[DIRECTIONS FOR THIS TASK] What comes back must be the data itself, retyped exactly.
++++++
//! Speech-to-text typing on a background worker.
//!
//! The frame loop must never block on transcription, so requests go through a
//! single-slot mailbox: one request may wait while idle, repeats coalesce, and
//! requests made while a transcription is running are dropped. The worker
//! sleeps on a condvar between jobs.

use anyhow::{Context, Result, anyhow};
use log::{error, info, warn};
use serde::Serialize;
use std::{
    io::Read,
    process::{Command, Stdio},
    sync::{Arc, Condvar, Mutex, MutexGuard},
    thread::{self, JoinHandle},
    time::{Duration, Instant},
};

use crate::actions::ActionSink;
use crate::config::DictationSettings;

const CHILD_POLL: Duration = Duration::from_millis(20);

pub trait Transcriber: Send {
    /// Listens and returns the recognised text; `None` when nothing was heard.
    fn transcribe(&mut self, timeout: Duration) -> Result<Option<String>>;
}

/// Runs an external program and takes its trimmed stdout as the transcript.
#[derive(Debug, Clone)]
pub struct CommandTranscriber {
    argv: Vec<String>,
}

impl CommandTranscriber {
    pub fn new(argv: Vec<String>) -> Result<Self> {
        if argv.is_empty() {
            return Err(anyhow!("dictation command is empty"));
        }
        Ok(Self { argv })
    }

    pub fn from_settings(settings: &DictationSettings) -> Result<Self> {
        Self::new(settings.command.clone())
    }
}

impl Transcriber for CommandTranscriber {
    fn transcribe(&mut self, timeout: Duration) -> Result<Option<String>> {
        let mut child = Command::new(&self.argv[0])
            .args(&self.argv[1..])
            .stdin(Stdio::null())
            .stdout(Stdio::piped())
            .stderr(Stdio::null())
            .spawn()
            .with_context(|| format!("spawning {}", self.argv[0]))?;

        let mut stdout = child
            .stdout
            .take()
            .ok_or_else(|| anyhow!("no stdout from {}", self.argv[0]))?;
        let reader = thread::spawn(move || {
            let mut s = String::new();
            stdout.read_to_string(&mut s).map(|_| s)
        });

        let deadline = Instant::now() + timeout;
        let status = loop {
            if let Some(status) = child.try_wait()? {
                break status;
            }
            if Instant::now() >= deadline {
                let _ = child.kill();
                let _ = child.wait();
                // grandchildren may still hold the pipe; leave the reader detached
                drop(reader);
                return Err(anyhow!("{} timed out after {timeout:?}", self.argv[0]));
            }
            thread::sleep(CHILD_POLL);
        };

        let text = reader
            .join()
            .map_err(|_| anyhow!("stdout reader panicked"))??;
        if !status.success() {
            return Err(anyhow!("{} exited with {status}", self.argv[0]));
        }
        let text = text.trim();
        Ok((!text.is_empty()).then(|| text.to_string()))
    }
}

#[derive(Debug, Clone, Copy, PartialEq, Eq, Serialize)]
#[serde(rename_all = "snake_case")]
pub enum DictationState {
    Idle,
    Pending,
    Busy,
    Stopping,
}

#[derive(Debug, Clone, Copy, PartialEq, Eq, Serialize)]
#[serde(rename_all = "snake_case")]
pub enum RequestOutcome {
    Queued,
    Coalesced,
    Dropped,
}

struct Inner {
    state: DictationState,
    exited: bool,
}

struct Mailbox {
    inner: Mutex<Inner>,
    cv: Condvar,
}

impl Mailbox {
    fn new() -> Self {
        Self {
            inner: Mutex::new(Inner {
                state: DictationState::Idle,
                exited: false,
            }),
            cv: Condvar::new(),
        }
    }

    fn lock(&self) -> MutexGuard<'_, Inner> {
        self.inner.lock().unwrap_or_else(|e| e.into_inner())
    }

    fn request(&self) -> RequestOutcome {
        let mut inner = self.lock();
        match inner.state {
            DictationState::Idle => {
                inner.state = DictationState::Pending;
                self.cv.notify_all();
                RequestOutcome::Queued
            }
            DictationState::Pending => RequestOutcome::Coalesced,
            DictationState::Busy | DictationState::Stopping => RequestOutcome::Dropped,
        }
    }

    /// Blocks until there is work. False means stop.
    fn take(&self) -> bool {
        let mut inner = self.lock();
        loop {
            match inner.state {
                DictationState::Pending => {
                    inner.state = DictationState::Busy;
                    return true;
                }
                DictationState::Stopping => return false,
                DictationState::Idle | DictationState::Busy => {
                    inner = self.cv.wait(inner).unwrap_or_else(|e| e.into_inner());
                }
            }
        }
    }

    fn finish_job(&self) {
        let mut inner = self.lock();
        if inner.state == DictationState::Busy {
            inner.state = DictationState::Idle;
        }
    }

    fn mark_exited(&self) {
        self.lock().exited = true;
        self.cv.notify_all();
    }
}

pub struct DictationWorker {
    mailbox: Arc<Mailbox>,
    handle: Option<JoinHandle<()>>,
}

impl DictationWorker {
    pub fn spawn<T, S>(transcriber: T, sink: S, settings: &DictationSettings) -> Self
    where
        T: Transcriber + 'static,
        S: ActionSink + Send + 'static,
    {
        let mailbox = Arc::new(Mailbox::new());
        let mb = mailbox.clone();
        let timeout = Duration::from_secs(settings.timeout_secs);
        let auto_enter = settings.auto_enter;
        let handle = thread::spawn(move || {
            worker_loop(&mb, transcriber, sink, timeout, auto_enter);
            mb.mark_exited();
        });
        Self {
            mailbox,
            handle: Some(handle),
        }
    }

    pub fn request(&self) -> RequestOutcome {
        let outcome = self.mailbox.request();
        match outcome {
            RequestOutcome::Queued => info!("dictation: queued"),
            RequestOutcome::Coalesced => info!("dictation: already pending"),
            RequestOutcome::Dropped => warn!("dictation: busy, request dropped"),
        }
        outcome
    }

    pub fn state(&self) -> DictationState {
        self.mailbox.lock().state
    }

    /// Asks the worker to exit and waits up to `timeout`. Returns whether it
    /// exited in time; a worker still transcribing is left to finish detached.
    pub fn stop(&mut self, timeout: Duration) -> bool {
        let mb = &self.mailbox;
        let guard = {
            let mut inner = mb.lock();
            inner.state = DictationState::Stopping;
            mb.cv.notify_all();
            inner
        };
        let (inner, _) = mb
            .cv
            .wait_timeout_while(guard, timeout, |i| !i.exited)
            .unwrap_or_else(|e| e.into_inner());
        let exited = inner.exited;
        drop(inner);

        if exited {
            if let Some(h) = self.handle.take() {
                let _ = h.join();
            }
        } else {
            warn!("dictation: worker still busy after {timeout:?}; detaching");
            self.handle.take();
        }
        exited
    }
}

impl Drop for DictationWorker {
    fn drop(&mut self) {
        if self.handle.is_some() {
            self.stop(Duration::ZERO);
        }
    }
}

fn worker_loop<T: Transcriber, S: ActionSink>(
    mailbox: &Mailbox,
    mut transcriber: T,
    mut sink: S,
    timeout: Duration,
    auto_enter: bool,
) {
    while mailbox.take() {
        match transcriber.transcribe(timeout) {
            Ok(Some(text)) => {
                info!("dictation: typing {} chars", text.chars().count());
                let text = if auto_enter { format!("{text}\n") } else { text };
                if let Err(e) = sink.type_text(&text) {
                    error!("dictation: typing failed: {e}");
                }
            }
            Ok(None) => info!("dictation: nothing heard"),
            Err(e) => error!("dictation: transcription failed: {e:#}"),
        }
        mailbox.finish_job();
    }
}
++++++
[FINISHED EXERCISE]
//! Speech-to-text typing on a background worker.
//!
//! The frame loop must never block on transcription, so requests go through a
//! single-slot mailbox: one request may wait while idle, repeats coalesce, and
//! requests made while a transcription is running are dropped. The worker
//! sleeps on a condvar between jobs.

use anyhow::{Context, Result, anyhow};
use log::{error, info, warn};
use serde::Serialize;
use std::{
    io::Read,
    process::{Command, Stdio},
    sync::{Arc, Condvar, Mutex, MutexGuard},
    thread::{self, JoinHandle},
    time::{Duration, Instant},
};

use crate::actions::ActionSink;
use crate::config::DictationSettings;

const CHILD_POLL: Duration = Duration::from_millis(20);

pub trait Transcriber: Send {
    /// Listens and returns the recognised text; `None` when nothing was heard.
    fn transcribe(&mut self, timeout: Duration) -> Result<Option<String>>;
}

/// Runs an external program and takes its trimmed stdout as the transcript.
#[derive(Debug, Clone)]
pub struct CommandTranscriber {
    argv: Vec<String>,
}

impl CommandTranscriber {
    pub fn new(argv: Vec<String>) -> Result<Self> {
        if argv.is_empty() {
            return Err(anyhow!("dictation command is empty"));
        }
        Ok(Self { argv })
    }

    pub fn from_settings(settings: &DictationSettings) -> Result<Self> {
        Self::new(settings.command.clone())
    }
}

impl Transcriber for CommandTranscriber {
    fn transcribe(&mut self, timeout: Duration) -> Result<Option<String>> {
        let mut child = Command::new(&self.argv[0])
            .args(&self.argv[1..])
            .stdin(Stdio::null())
            .stdout(Stdio::piped())
            .stderr(Stdio::null())
            .spawn()
            .with_context(|| format!("spawning {}", self.argv[0]))?;

        let mut stdout = child
            .stdout
            .take()
            .ok_or_else(|| anyhow!("no stdout from {}", self.argv[0]))?;
        let reader = thread::spawn(move || {
            let mut s = String::new();
            stdout.read_to_string(&mut s).map(|_| s)
        });

        let deadline = Instant::now() + timeout;
        let status = loop {
            if let Some(status) = child.try_wait()? {
                break status;
            }
            if Instant::now() >= deadline {
                let _ = child.kill();
                let _ = child.wait();
                // grandchildren may still hold the pipe; leave the reader detached
                drop(reader);
                return Err(anyhow!("{} timed out after {timeout:?}", self.argv[0]));
            }
            thread::sleep(CHILD_POLL);
        };

        let text = reader
            .join()
            .map_err(|_| anyhow!("stdout reader panicked"))??;
        if !status.success() {
            return Err(anyhow!("{} exited with {status}", self.argv[0]));
        }
        let text = text.trim();
        Ok((!text.is_empty()).then(|| text.to_string()))
    }
}

#[derive(Debug, Clone, Copy, PartialEq, Eq, Serialize)]
#[serde(rename_all = "snake_case")]
pub enum DictationState {
    Idle,
    Pending,
    Busy,
    Stopping,
}

#[derive(Debug, Clone, Copy, PartialEq, Eq, Serialize)]
#[serde(rename_all = "snake_case")]
pub enum RequestOutcome {
    Queued,
    Coalesced,
    Dropped,
}

struct Inner {
    state: DictationState,
    exited: bool,
}

struct Mailbox {
    inner: Mutex<Inner>,
    cv: Condvar,
}

impl Mailbox {
    fn new() -> Self {
        Self {
            inner: Mutex::new(Inner {
                state: DictationState::Idle,
                exited: false,
            }),
            cv: Condvar::new(),
        }
    }

    fn lock(&self) -> MutexGuard<'_, Inner> {
        self.inner.lock().unwrap_or_else(|e| e.into_inner())
    }

    fn request(&self) -> RequestOutcome {
        let mut inner = self.lock();
        match inner.state {
            DictationState::Idle => {
                inner.state = DictationState::Pending;
                self.cv.notify_all();
                RequestOutcome::Queued
            }
            DictationState::Pending => RequestOutcome::Coalesced,
            DictationState::Busy | DictationState::Stopping => RequestOutcome::Dropped,
        }
    }

    /// Blocks until there is work. False means stop.
    fn take(&self) -> bool {
        let mut inner = self.lock();
        loop {
            match inner.state {
                DictationState::Pending => {
                    inner.state = DictationState::Busy;
                    return true;
                }
                DictationState::Stopping => return false,
                DictationState::Idle | DictationState::Busy => {
                    inner = self.cv.wait(inner).unwrap_or_else(|e| e.into_inner());
                }
            }
        }
    }

    fn finish_job(&self) {
        let mut inner = self.lock();
        if inner.state == DictationState::Busy {
            inner.state = DictationState::Idle;
        }
    }

    fn mark_exited(&self) {
        self.lock().exited = true;
        self.cv.notify_all();
    }
}

pub struct DictationWorker {
    mailbox: Arc<Mailbox>,
    handle: Option<JoinHandle<()>>,
}

impl DictationWorker {
    pub fn spawn<T, S>(transcriber: T, sink: S, settings: &DictationSettings) -> Self
    where
        T: Transcriber + 'static,
        S: ActionSink + Send + 'static,
    {
        let mailbox = Arc::new(Mailbox::new());
        let mb = mailbox.clone();
        let timeout = Duration::from_secs(settings.timeout_secs);
        let auto_enter = settings.auto_enter;
        let handle = thread::spawn(move || {
            worker_loop(&mb, transcriber, sink, timeout, auto_enter);
            mb.mark_exited();
        });
        Self {
            mailbox,
            handle: Some(handle),
        }
    }

    pub fn request(&self) -> RequestOutcome {
        let outcome = self.mailbox.request();
        match outcome {
            RequestOutcome::Queued => info!("dictation: queued"),
            RequestOutcome::Coalesced => info!("dictation: already pending"),
            RequestOutcome::Dropped => warn!("dictation: busy, request dropped"),
        }
        outcome
    }

    pub fn state(&self) -> DictationState {
        self.mailbox.lock().state
    }

    /// Asks the worker to exit and waits up to `timeout`. Returns whether it
    /// exited in time; a worker still transcribing is left to finish detached.
    pub fn stop(&mut self, timeout: Duration) -> bool {
        let mb = &self.mailbox;
        let guard = {
            let mut inner = mb.lock();
            inner.state = DictationState::Stopping;
            mb.cv.notify_all();
            inner
        };
        let (inner, _) = mb
            .cv
            .wait_timeout_while(guard, timeout, |i| !i.exited)
            .unwrap_or_else(|e| e.into_inner());
        let exited = inner.exited;
        drop(inner);

        if exited {
            if let Some(h) = self.handle.take() {
                let _ = h.join();
            }
        } else {
            warn!("dictation: worker still busy after {timeout:?}; detaching");
            self.handle.take();
        }
        exited
    }
}

impl Drop for DictationWorker {
    fn drop(&mut self) {
        if self.handle.is_some() {
            self.stop(Duration::ZERO);
        }
    }
}

fn worker_loop<T: Transcriber, S: ActionSink>(
    mailbox: &Mailbox,
    mut transcriber: T,
    mut sink: S,
    timeout: Duration,
    auto_enter: bool,
) {
    while mailbox.take() {
        match transcriber.transcribe(timeout) {
            Ok(Some(text)) => {
                info!("dictation: typing {} chars", text.chars().count());
                let text = if auto_enter { format!("{text}\n") } else { text };
                if let Err(e) = sink.type_text(&text) {
                    error!("dictation: typing failed: {e}");
                }
            }
            Ok(None) => info!("dictation: nothing heard"),
            Err(e) => error!("dictation: transcription failed: {e:#}"),
        }
        mailbox.finish_job();
    }
}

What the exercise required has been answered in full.